Leckere Tapas, duftende Pinienhaine und unglaubliche 3.000 Sonnenstunden in Jahr – Spanien zieht als attraktives Einwanderungsland insbesondere auch hiesige Rentner an. Innerhalb der EU belegt Spanien den zweiten Platz in Bezug auf die Anzahl deutscher Rentenempfänger, die dort leben (183.000). Italien führt diese Liste mit 354.000 Empfängern an. Den dritten Platz belegt Österreich mit 98.000 deutschen Ruheständlern.
Doch nicht nur aus dem Ausland, auch innerhalb Spaniens nimmt die Zahl der “Silver Surfer” stetig zu. Die Generationenkluft zwischen den zahlenden Erwerbstätigen und den Rentenempfängern wird dabei immer größer.

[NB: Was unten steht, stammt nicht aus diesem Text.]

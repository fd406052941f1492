//! Resource records with deep merge support

use serde::{Deserialize, Serialize};
use serde_json::Value as JsonValue;
use std::path::Path;

use crate::error::{CoreError, Result};
use crate::merge::{ListStrategy, deep_merge};

/// Path of the pod template inside workload kinds (Deployment, StatefulSet, ...)
pub const POD_TEMPLATE_PATH: &str = "spec.template";

/// Path of the container list inside workload kinds
pub const CONTAINERS_PATH: &str = "spec.template.spec.containers";

/// A Kubernetes object (or fragment) as a JSON tree
///
/// Resources are treated as immutable values: the `merged`/`mixed` forms return
/// a new record and leave the receiver untouched.
#[derive(Debug, Clone, Default, PartialEq, Serialize, Deserialize)]
#[serde(transparent)]
pub struct Resource(pub JsonValue);

impl Resource {
    /// Create an empty resource
    pub fn new() -> Self {
        Self(JsonValue::Object(serde_json::Map::new()))
    }

    /// Load a resource from a YAML file
    pub fn from_file<P: AsRef<Path>>(path: P) -> Result<Self> {
        let content = std::fs::read_to_string(path.as_ref())?;
        Self::from_yaml(&content)
    }

    /// Parse a resource from YAML
    pub fn from_yaml(yaml: &str) -> Result<Self> {
        let value: JsonValue = serde_yaml::from_str(yaml)?;
        Ok(Self(value))
    }

    /// Convert a typed object (e.g. a k8s-openapi struct) into a resource
    pub fn from_typed<T: Serialize>(object: &T) -> Result<Self> {
        Ok(Self(serde_json::to_value(object)?))
    }

    /// Deep merge an overlay into this resource, replacing lists
    pub fn merge(&mut self, overlay: &JsonValue) {
        deep_merge(&mut self.0, overlay, ListStrategy::Replace);
    }

    /// Deep merge an overlay into this resource, appending lists
    pub fn mixin(&mut self, overlay: &JsonValue) {
        deep_merge(&mut self.0, overlay, ListStrategy::Append);
    }

    /// Return a copy with `overlay` merged in (lists replaced)
    #[must_use]
    pub fn merged(&self, overlay: &JsonValue) -> Self {
        let mut result = self.clone();
        result.merge(overlay);
        result
    }

    /// Return a copy with `overlay` mixed in (lists appended)
    #[must_use]
    pub fn mixed(&self, overlay: &JsonValue) -> Self {
        let mut result = self.clone();
        result.mixin(overlay);
        result
    }

    /// Set a value by dotted path (e.g., "spec.replicas")
    pub fn set(&mut self, path: &str, value: JsonValue) {
        let parts: Vec<&str> = path.split('.').collect();
        set_nested(&mut self.0, &parts, value);
    }

    /// Get a value by dotted path
    pub fn get(&self, path: &str) -> Option<&JsonValue> {
        let parts: Vec<&str> = path.split('.').collect();
        get_nested(&self.0, &parts)
    }

    /// Get a mutable value by dotted path
    pub fn get_mut(&mut self, path: &str) -> Option<&mut JsonValue> {
        let parts: Vec<&str> = path.split('.').collect();
        get_nested_mut(&mut self.0, &parts)
    }

    /// Get a string by dotted path
    pub fn get_str(&self, path: &str) -> Option<&str> {
        self.get(path).and_then(JsonValue::as_str)
    }

    pub fn kind(&self) -> Option<&str> {
        self.get_str("kind")
    }

    pub fn api_version(&self) -> Option<&str> {
        self.get_str("apiVersion")
    }

    pub fn name(&self) -> Option<&str> {
        self.get_str("metadata.name")
    }

    pub fn namespace(&self) -> Option<&str> {
        self.get_str("metadata.namespace")
    }

    /// The metadata name, or an error naming the missing field
    pub fn require_name(&self) -> Result<&str> {
        self.name().ok_or_else(|| CoreError::missing("metadata.name"))
    }

    /// Short display form, `Kind/name`
    pub fn display_name(&self) -> String {
        format!(
            "{}/{}",
            self.kind().unwrap_or("Unknown"),
            self.name().unwrap_or("unnamed")
        )
    }

    /// The pod template of a workload resource
    pub fn pod_template(&self) -> Result<&JsonValue> {
        self.get(POD_TEMPLATE_PATH)
            .filter(|v| v.is_object())
            .ok_or_else(|| CoreError::missing(POD_TEMPLATE_PATH))
    }

    /// Mutable pod template of a workload resource
    pub fn pod_template_mut(&mut self) -> Result<&mut JsonValue> {
        self.get_mut(POD_TEMPLATE_PATH)
            .filter(|v| v.is_object())
            .ok_or_else(|| CoreError::missing(POD_TEMPLATE_PATH))
    }

    /// Containers of the pod template
    pub fn containers(&self) -> Result<&Vec<JsonValue>> {
        match self.get(CONTAINERS_PATH) {
            Some(JsonValue::Array(items)) => Ok(items),
            Some(_) => Err(CoreError::invalid(CONTAINERS_PATH, "a list of containers")),
            None => Err(CoreError::missing(CONTAINERS_PATH)),
        }
    }

    /// Mutable containers of the pod template
    pub fn containers_mut(&mut self) -> Result<&mut Vec<JsonValue>> {
        match self.get_mut(CONTAINERS_PATH) {
            Some(JsonValue::Array(items)) => Ok(items),
            Some(_) => Err(CoreError::invalid(CONTAINERS_PATH, "a list of containers")),
            None => Err(CoreError::missing(CONTAINERS_PATH)),
        }
    }

    pub fn inner(&self) -> &JsonValue {
        &self.0
    }

    pub fn into_inner(self) -> JsonValue {
        self.0
    }

    pub fn is_empty(&self) -> bool {
        match &self.0 {
            JsonValue::Object(map) => map.is_empty(),
            JsonValue::Null => true,
            _ => false,
        }
    }
}

impl From<JsonValue> for Resource {
    fn from(value: JsonValue) -> Self {
        Self(value)
    }
}

impl From<Resource> for JsonValue {
    fn from(resource: Resource) -> Self {
        resource.0
    }
}

fn set_nested(value: &mut JsonValue, path: &[&str], new_value: JsonValue) {
    let Some((key, remaining)) = path.split_first() else {
        *value = new_value;
        return;
    };

    if !value.is_object() {
        *value = JsonValue::Object(serde_json::Map::new());
    }

    if let JsonValue::Object(map) = value {
        if remaining.is_empty() {
            map.insert((*key).to_string(), new_value);
        } else {
            let entry = map
                .entry((*key).to_string())
                .or_insert_with(|| JsonValue::Object(serde_json::Map::new()));
            set_nested(entry, remaining, new_value);
        }
    }
}

fn get_nested<'a>(value: &'a JsonValue, path: &[&str]) -> Option<&'a JsonValue> {
    match path.split_first() {
        None => Some(value),
        Some((key, remaining)) => value.get(*key).and_then(|v| get_nested(v, remaining)),
    }
}

fn get_nested_mut<'a>(value: &'a mut JsonValue, path: &[&str]) -> Option<&'a mut JsonValue> {
    match path.split_first() {
        None => Some(value),
        Some((key, remaining)) => value
            .get_mut(*key)
            .and_then(|v| get_nested_mut(v, remaining)),
    }
}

Dies ist vor allem darauf zurückzuführen, dass Spanien mit etwa 1,3 Kindern pro Frau eine der niedrigsten Geburtenraten in der Europäischen Union und sogar weltweit aufweist. Im Vergleich dazu betrug dieser Wert in Deutschland, das ebenfalls seit Jahren mit Nachwuchsproblemen zu kämpfen hat, 2022 bei rund 1,5. Wie viele andere Länder steht Spanien somit vor einer gewaltigen Rentenproblematik. Ein zügiges Handeln war nötig! Trotz scharfer Kritik der Opposition hat die spanische Regierung im März 2023 eine Rentenreform verabschiedet – ein Schritt in Richtung mehr Generationengerechtigkeit. Lassen Sie uns einen Blick hinter die Renten-Kulissen des beliebten Reiseziels der Deutschen werfen.

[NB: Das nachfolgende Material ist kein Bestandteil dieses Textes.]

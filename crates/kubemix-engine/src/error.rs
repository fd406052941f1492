//! Assembler error types

use kubemix_core::CoreError;
use miette::Diagnostic;
use thiserror::Error;

/// Errors raised while assembling a manifest
///
/// Every builder fails fast: a missing precondition is reported instead of
/// producing a manifest with holes in it.
#[derive(Error, Debug, Diagnostic)]
#[non_exhaustive]
pub enum EngineError {
    #[error(transparent)]
    #[diagnostic(code(kubemix::engine::resource))]
    Core(#[from] CoreError),

    /// A pod template label the operation depends on is absent
    #[error("{resource} has no pod template label '{label}'")]
    #[diagnostic(
        code(kubemix::engine::missing_label),
        help("set spec.template.metadata.labels.{label} before applying this step")
    )]
    MissingLabel { resource: String, label: String },

    /// The service port name format references an unknown placeholder
    #[error("invalid port name format '{format}': unknown placeholder '%({placeholder})s'")]
    #[diagnostic(
        code(kubemix::engine::name_format),
        help("only %(container)s and %(port)s are available")
    )]
    InvalidNameFormat { format: String, placeholder: String },

    /// A container port cannot be turned into a service port
    #[error("container '{container}' in {resource} has an invalid port: {message}")]
    #[diagnostic(code(kubemix::engine::port))]
    InvalidPort {
        resource: String,
        container: String,
        message: String,
    },

    #[error("YAML error: {0}")]
    #[diagnostic(code(kubemix::engine::yaml))]
    Yaml(#[from] serde_yaml::Error),

    #[error("JSON error: {0}")]
    #[diagnostic(code(kubemix::engine::json))]
    Json(#[from] serde_json::Error),
}

impl EngineError {
    pub fn missing_label(resource: impl Into<String>, label: impl Into<String>) -> Self {
        Self::MissingLabel {
            resource: resource.into(),
            label: label.into(),
        }
    }
}

pub type Result<T> = std::result::Result<T, EngineError>;
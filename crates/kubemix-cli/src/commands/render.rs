//! Render command - assemble every resource of a plan

use console::style;
use kubemix_core::Resource;
use kubemix_engine::format;
use std::fs;
use std::path::{Path, PathBuf};

use crate::error::{CliError, Result};
use crate::plan::Plan;

/// File name of a rendered resource, `<kind>-<name>.yaml` in lowercase
pub fn file_name(resource: &Resource) -> String {
    format!(
        "{}-{}.yaml",
        resource.kind().unwrap_or("resource"),
        resource.name().unwrap_or("unnamed")
    )
    .to_lowercase()
}

pub fn run(plan_path: &Path, output_dir: Option<&Path>, set_values: &[String]) -> Result<()> {
    let plan = Plan::load(plan_path, set_values)?;
    let base_dir = plan_path.parent().unwrap_or_else(|| Path::new("."));

    tracing::debug!(
        plan = %plan_path.display(),
        workloads = plan.workloads.len(),
        rbac = plan.rbac.len(),
        "loaded plan"
    );

    let resources = plan.assemble(&plan.assembler(), base_dir)?;

    match output_dir {
        Some(dir) => write_files(dir, &resources)?,
        None => print!("{}", format::to_yaml_stream(&resources)?),
    }

    Ok(())
}

fn write_files(dir: &Path, resources: &[Resource]) -> Result<()> {
    fs::create_dir_all(dir).map_err(|e| CliError::io(dir, e))?;

    for resource in resources {
        let path: PathBuf = dir.join(file_name(resource));
        fs::write(&path, format::to_yaml(resource)?).map_err(|e| CliError::io(&path, e))?;
        eprintln!("{} {}", style("wrote").green(), path.display());
    }

    Ok(())
}
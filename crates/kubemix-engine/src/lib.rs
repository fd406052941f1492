//! kubemix Engine - Assembles Kubernetes manifests from composable helpers
//!
//! This crate provides the `Assembler`, built over a `Schema`, with:
//! - Services derived from workload container ports
//! - RBAC triples (ServiceAccount, Role/ClusterRole, binding)
//! - Volume mounts applied to every container, with ConfigMap content hashes
//! - Resource requests/limits, anti-affinity and priority helpers
//! - Flag conversion and YAML output
//!
//! ```
//! use kubemix_core::Schema;
//! use kubemix_engine::{Assembler, format};
//!
//! let assembler = Assembler::new();
//! let schema = assembler.schema();
//!
//! let mut web = schema.container("web", "nginx:1.27").unwrap();
//! web["ports"] = serde_json::json!([schema.container_port("http", 8080, None).unwrap()]);
//! let deployment = schema.deployment("api", 2, vec![web]).unwrap();
//!
//! let service = assembler.service_for(&deployment, None).unwrap();
//! assert_eq!(service.get("spec.ports").unwrap()[0]["name"], "web-http");
//!
//! let yaml = format::to_yaml(&service).unwrap();
//! assert!(yaml.contains("kind: Service"));
//! ```

pub mod assembler;
pub mod config;
pub mod error;
pub mod flags;
pub mod format;
pub mod hash;
pub mod rbac;
pub mod resources;
pub mod scheduling;
pub mod service;
pub mod volumes;

pub use assembler::{Assembler, AssemblerBuilder};
pub use config::{AssemblerConfig, MountOptions, SecretMountOptions, ServiceOptions};
pub use error::{EngineError, Result};
pub use flags::{env_map, map_to_flags};
pub use format::{to_yaml, to_yaml_stream};
pub use hash::content_hash;
pub use rbac::RbacTriple;
pub use resources::{resources, resources_limits, resources_requests};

Wie gestaltet sich die Altersstruktur der spanischen Bevölkerung?
Im Jahr 2022 umfasste die Bevölkerung Spaniens etwa 47,6 Millionen Menschen; Platz vier nach Einwohnerzahl im EU-Vergleich. Das Land zählt mit einer durchschnittlichen Lebenserwartung von etwa 84 Jahren i(2022) weltweit zu den Ländern mit der höchsten Lebenserwartung.

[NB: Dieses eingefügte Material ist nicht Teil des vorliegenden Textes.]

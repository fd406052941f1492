//! Structural deep merge of JSON-shaped resources
//!
//! Conflict policy:
//! - Scalars: overlay replaces base (including `null`)
//! - Objects: recursive merge, keys only present in the overlay are added
//! - Arrays: depends on [`ListStrategy`]

use serde_json::Value as JsonValue;

/// How conflicting arrays are combined
#[derive(Debug, Clone, Copy, PartialEq, Eq, Default)]
pub enum ListStrategy {
    /// Overlay array replaces the base array
    #[default]
    Replace,
    /// Overlay elements are appended after the base elements (mixin convention)
    Append,
}

/// Deep merge `overlay` into `base` in place
pub fn deep_merge(base: &mut JsonValue, overlay: &JsonValue, lists: ListStrategy) {
    match (base, overlay) {
        (JsonValue::Object(base_map), JsonValue::Object(overlay_map)) => {
            for (key, overlay_value) in overlay_map {
                match base_map.get_mut(key) {
                    Some(base_value) => deep_merge(base_value, overlay_value, lists),
                    None => {
                        base_map.insert(key.clone(), overlay_value.clone());
                    }
                }
            }
        }
        (JsonValue::Array(base_items), JsonValue::Array(overlay_items))
            if lists == ListStrategy::Append =>
        {
            base_items.extend(overlay_items.iter().cloned());
        }
        (base, overlay) => {
            *base = overlay.clone();
        }
    }
}

/// Merge two values without touching either input
pub fn merged(base: &JsonValue, overlay: &JsonValue, lists: ListStrategy) -> JsonValue {
    let mut result = base.clone();
    deep_merge(&mut result, overlay, lists);
    result
}
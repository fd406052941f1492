//! Assembly plans
//!
//! A plan is a YAML file listing base workloads, the steps applied to each of
//! them and the RBAC triples to emit:
//!
//! ```yaml
//! config:
//!   topologyKey: topology.kubernetes.io/zone
//! workloads:
//!   - file: deployment.yaml
//!     steps:
//!       - configMapVolumeMount: { file: config.yaml, path: /etc/app }
//!       - resources: { requests: { cpu: 100m } }
//!       - antiAffinity
//!     service:
//!       ignoredLabels: [version]
//! rbac:
//!   - name: app
//!     namespace: prod
//!     scope: namespaced
//!     rules: [...]
//! ```

use indexmap::IndexMap;
use kubemix_core::{CoreError, ListStrategy, Resource, Schema, deep_merge};
use kubemix_engine::{
    Assembler, AssemblerConfig, MountOptions, RbacTriple, SecretMountOptions, ServiceOptions,
    env_map, resources, resources_limits, resources_requests,
};
use serde::Deserialize;
use serde_json::{Value as JsonValue, json};
use std::path::{Path, PathBuf};

use crate::error::{CliError, Result};

/// A whole plan file
#[derive(Debug, Clone, Default, Deserialize)]
#[serde(default, rename_all = "camelCase", deny_unknown_fields)]
pub struct Plan {
    /// Assembler defaults
    pub config: AssemblerConfig,
    pub workloads: Vec<Workload>,
    pub rbac: Vec<RbacEntry>,
}

/// A base resource, given inline or as a YAML file
#[derive(Debug, Clone, Default)]
pub struct Source {
    pub resource: Option<Resource>,
    /// Relative to the plan file
    pub file: Option<PathBuf>,
}

impl Source {
    /// Resolve the resource, reading `file` relative to `base_dir`
    pub fn load(&self, base_dir: &Path) -> Result<Resource> {
        match (&self.resource, &self.file) {
            (Some(resource), None) => Ok(resource.clone()),
            (None, Some(file)) => {
                let path = base_dir.join(file);
                Resource::from_file(&path).map_err(|e| match e {
                    CoreError::Io(err) => CliError::io(&path, err),
                    other => CliError::plan(format!("{}: {}", path.display(), other)),
                })
            }
            (Some(_), Some(_)) => Err(CliError::plan_with_help(
                "both 'resource' and 'file' are set",
                "give the base resource inline or as a file, not both",
            )),
            (None, None) => Err(CliError::plan_with_help(
                "no base resource",
                "add a 'resource' mapping or a 'file' path",
            )),
        }
    }
}

/// One workload and what to do with it
#[derive(Debug, Clone, Deserialize)]
#[serde(rename_all = "camelCase", deny_unknown_fields)]
pub struct Workload {
    /// Inline base resource
    #[serde(default)]
    pub resource: Option<Resource>,
    /// Base resource file, relative to the plan file
    #[serde(default)]
    pub file: Option<PathBuf>,
    #[serde(default)]
    pub steps: Vec<Step>,
    /// Derive a Service from the finished workload
    #[serde(default)]
    pub service: Option<ServiceSpec>,
}

impl Workload {
    pub fn source(&self) -> Source {
        Source {
            resource: self.resource.clone(),
            file: self.file.clone(),
        }
    }
}

/// Service derivation settings; unset fields fall back to the plan config
#[derive(Debug, Clone, Default, Deserialize)]
#[serde(default, rename_all = "camelCase", deny_unknown_fields)]
pub struct ServiceSpec {
    pub ignored_labels: Vec<String>,
    pub name_format: Option<String>,
}
use serde::{Deserialize, Serialize};
use std::path::PathBuf;

fn default_country() -> String {
    "Indonesia".to_string()
}

/// Free-text identity shown on the report and attached to submissions.
#[derive(Debug, Clone, PartialEq, Serialize, Deserialize)]
pub struct UserProfile {
    pub name: String,
    pub age: u32,
    #[serde(default = "default_country")]
    pub country: String,
    #[serde(default, skip_serializing_if = "Option::is_none")]
    pub photo: Option<PathBuf>,
}
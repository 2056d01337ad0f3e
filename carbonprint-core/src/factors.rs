//! Emission factor tables: the built-in regional table and YAML-loaded overrides.

use crate::error::CarbonError;
use carbonprint_schemas::{
    factors::{DietFactors, EmissionFactors, FlightFactors, Region, TransportFactors},
    file_formats::FactorFile,
};
use std::{fs, path::Path};
use tracing::debug;

/// Returns the built-in coefficient table for `region`.
pub fn for_region(region: Region) -> EmissionFactors {
    match region {
        Region::Indonesia => indonesia(),
    }
}

fn indonesia() -> EmissionFactors {
    EmissionFactors {
        transportation: TransportFactors {
            car: 0.21,
            motorcycle: 0.09,
            bus: 0.105,
            train: 0.045,
            walk_or_bike: 0.0,
        },
        electricity: 0.82,
        diet: DietFactors {
            meat_heavy: 2.5,
            omnivore: 1.5,
            vegetarian: 1.0,
            vegan: 0.6,
        },
        waste: 0.1,
        flights: FlightFactors {
            domestic: 250.0,
            international: 900.0,
        },
        plastic: 6.0,
        clothing: 20.0,
    }
}

/// Rejects tables with negative or non-finite coefficients.
pub fn check(factors: &EmissionFactors) -> Result<(), CarbonError> {
    for (key, value) in factors.entries() {
        if !value.is_finite() || value < 0.0 {
            return Err(CarbonError::ConfigError(format!(
                "emission factor '{}' must be a finite non-negative number, got {}",
                key, value
            )));
        }
    }
    Ok(())
}

/// Parses a factor file. A missing coefficient fails the parse rather than defaulting to zero.
pub fn from_yaml_str(content: &str, origin: &str) -> Result<(Region, EmissionFactors), CarbonError> {
    let file: FactorFile = serde_yaml::from_str(content)
        .map_err(|e| CarbonError::YamlParsing(origin.to_string(), e))?;
    check(&file.factors)?;
    debug!(origin, region = ?file.region, schema_version = %file.schema_version, "loaded emission factors");
    Ok((file.region, file.factors))
}

pub fn load(path: &Path) -> Result<(Region, EmissionFactors), CarbonError> {
    let origin = path.display().to_string();
    let content = fs::read_to_string(path).map_err(|e| CarbonError::FileIO(origin.clone(), e))?;
    from_yaml_str(&content, &origin)
}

Im selben Jahr betrug der Anteil der Altersgruppen in der spanischen Bevölkerung geschätzte 13,8 % im Alter von 0 bis 14 Jahren, etwa 65,9 % im Alter von 15 bis 64 Jahren und ungefähr 20,3 % im Alter von 65 Jahren und älter. Die Prognosen bis 2050 deuten jedoch auf erhebliche Veränderungen dieser Zahlen hin – mit einer Steigerung von 16,3 % bei den “Ü65”, den über 65-Jährigen!
Ähnlich wie in Deutschland gilt auch in Spanien: Personen, die über einen längeren Zeitraum Beiträge in das Rentensystem eingezahlt haben, können früher in den Ruhestand gehen.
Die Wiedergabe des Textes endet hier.